New Labour leader Jeremy Corbyn used his first session of Prime Minister's Questions in the House of Commons to deliver some of the 40,000 questions emailed to him by members of the public.
Mr Corbyn told David Cameron that in conversations with voters since his election as Labour leader he had repeatedly been told that they viewed PMQs and Parliament generally as "too theatrical" and "out of touch".
He said he had asked people to send him their suggestions for questions, and said his first came from a woman called Marie, who wanted to know what the PM would do about the "chronic" lack of affordable housing and "extortionate" rents.
Marie was one of 2,500 people who had asked about housing, he said.
Mr Corbyn told MPs that he was "very proud" of the number of people who had engaged in the process of debates and meetings which led to him being elected leader.
He said that in conversations following his elections "many told me that they thought PMQs was too theatrical, that Parliament was out of touch and too theatrical and they wanted things done differently.

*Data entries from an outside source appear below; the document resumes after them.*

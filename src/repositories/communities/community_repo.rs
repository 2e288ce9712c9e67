//! # 커뮤니티 글 리포지토리
//!
//! MongoDB `communities` 컬렉션에 글을 저장합니다.
//! 글 번호는 `counters` 컬렉션의 `$inc` upsert로 원자적으로 발급됩니다.
//!
//! ```text
//! counters: { _id: "communities", seq: 42 }
//! ```

use std::sync::Arc;
use async_trait::async_trait;
use futures_util::TryStreamExt;
use mongodb::{
    bson::{doc, DateTime, Document},
    options::{FindOneAndUpdateOptions, FindOptions, IndexOptions, ReturnDocument},
    IndexModel,
};
use crate::{
    core::errors::{AppError, AppResult},
    core::registry::Repository,
    db::Database,
    domain::entities::communities::Community,
    domain::models::page::{Page, PageRequest, SortField},
};

/// 커뮤니티 글 저장소 추상화
#[async_trait]
pub trait CommunityRepository: Send + Sync {
    /// 새 글 번호를 발급하고 생성/수정 시각을 같은 값으로 찍어 저장합니다.
    async fn insert(&self, community: Community) -> AppResult<Community>;

    /// 글 전체를 교체하고 `modified_at`을 갱신합니다. 없으면 `NotFound`입니다.
    async fn update(&self, community: Community) -> AppResult<Community>;

    async fn find_by_id(&self, community_id: i64) -> AppResult<Option<Community>>;

    /// `owner`가 주어지면 해당 회원의 글만 조회합니다.
    async fn find_page(&self, owner: Option<&str>, request: &PageRequest) -> AppResult<Page<Community>>;

    /// 삭제되었으면 `true`
    async fn delete_by_id(&self, community_id: i64) -> AppResult<bool>;
}

pub struct MongoCommunityRepository {
    db: Arc<Database>,
}

impl MongoCommunityRepository {
    pub const COLLECTION: &'static str = "communities";
    const COUNTERS: &'static str = "counters";

    pub fn new(db: Arc<Database>) -> Self {
        Self { db }
    }

    fn collection(&self) -> mongodb::Collection<Community> {
        self.db.collection::<Community>(Self::COLLECTION)
    }

    async fn next_id(&self) -> AppResult<i64> {
        let options = FindOneAndUpdateOptions::builder()
            .upsert(true)
            .return_document(ReturnDocument::After)
            .build();

        let counter = self.db.collection::<Document>(Self::COUNTERS)
            .find_one_and_update(
                doc! { "_id": Self::COLLECTION },
                doc! { "$inc": { "seq": 1_i64 } },
            )
            .with_options(options)
            .await?
            .ok_or_else(|| AppError::DatabaseError("글 번호 발급에 실패했습니다".to_string()))?;

        counter
            .get_i64("seq")
            .map_err(|e| AppError::DatabaseError(format!("잘못된 글 번호 카운터: {}", e)))
    }

    fn sort_document(request: &PageRequest) -> Document {
        let order = request.sort.direction.as_mongo_order();
        let mut sort = Document::new();
        sort.insert(request.sort.field.storage_field(), order);

        // 같은 값끼리는 글 번호로 순서를 고정
        if request.sort.field != SortField::CommunityId {
            sort.insert("_id", order);
        }

        sort
    }
}

#[async_trait]
impl Repository for MongoCommunityRepository {
    fn name(&self) -> &str {
        "community"
    }

    fn collection_name(&self) -> &str {
        Self::COLLECTION
    }

    async fn init(&self) -> AppResult<()> {
        let owner_index = IndexModel::builder()
            .keys(doc! { "member_email": 1, "created_at": -1 })
            .options(IndexOptions::builder()
                .name("member_email_created_at".to_string())
                .build())
            .build();

        let created_at_index = IndexModel::builder()
            .keys(doc! { "created_at": -1 })
            .options(IndexOptions::builder()
                .name("created_at_desc".to_string())
                .build())
            .build();

        self.collection()
            .create_indexes([owner_index, created_at_index])
            .await?;

        Ok(())
    }
}

#[async_trait]
impl CommunityRepository for MongoCommunityRepository {
    async fn insert(&self, mut community: Community) -> AppResult<Community> {
        let now = DateTime::now();
        community.community_id = self.next_id().await?;
        community.created_at = now;
        community.modified_at = now;

        self.collection().insert_one(&community).await?;

        Ok(community)
    }

    async fn update(&self, mut community: Community) -> AppResult<Community> {
        community.modified_at = DateTime::now();

        let result = self.collection()
            .replace_one(doc! { "_id": community.community_id }, &community)
            .await?;

        if result.matched_count == 0 {
            return Err(AppError::NotFound("커뮤니티 글을 찾을 수 없습니다".to_string()));
        }

        Ok(community)
    }

    async fn find_by_id(&self, community_id: i64) -> AppResult<Option<Community>> {
        Ok(self.collection()
            .find_one(doc! { "_id": community_id })
            .await?)
    }

    async fn find_page(&self, owner: Option<&str>, request: &PageRequest) -> AppResult<Page<Community>> {
        let filter = match owner {
            Some(email) => doc! { "member_email": email },
            None => doc! {},
        };

        let total = self.collection()
            .count_documents(filter.clone())
            .await?;

        let limit = i64::try_from(request.size)
            .map_err(|_| AppError::ValidationError("잘못된 페이지 크기입니다".to_string()))?;

        let options = FindOptions::builder()
            .sort(Self::sort_document(request))
            .skip(request.offset())
            .limit(limit)
            .build();

        let content: Vec<Community> = self.collection()
            .find(filter)
            .with_options(options)
            .await?
            .try_collect()
            .await?;

        Ok(Page::new(content, request, total))
    }

    async fn delete_by_id(&self, community_id: i64) -> AppResult<bool> {
        let result = self.collection()
            .delete_one(doc! { "_id": community_id })
            .await?;

        Ok(result.deleted_count > 0)
    }
}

"I thought at my first PMQs, I would do it in a slightly different way ... So I sent out an email to thousands of people and asked them what questions they would like to put to the Prime Minister and I received 40,000 replies."
Mr Corbyn said he was asking a question "from a woman called Marie - 'what does the Government intend to do about the chronic lack of affordable housing and the extortionate rents charged by some private sector landlords in this country'?"
Mr Cameron congratulated Mr Corbyn on his "resounding victory" and welcomed him to the frontbench.
He added: "I know we will have many strong disagreements I'm sure between us at these exchanges but where we can work together in the national interest we should do so and I wish him well in his job."
Mr Cameron said "no one would be more delighted than me" if PMQs could become a "genuine exercise in asking questions and answering questions".
On the housing question, the Prime Minister the government had delivered 260,000 affordable housing units in the last parliament and had built more council houses than over the course of the 13 years of the last Labour government.
He added: "But I recognise much more needs to be done."
Mr Cameron said more reforms of the planning system and the building industry were needed as well as helping people to get on the housing ladder.
He added: "We won't get Britain building unless we keep our economy going."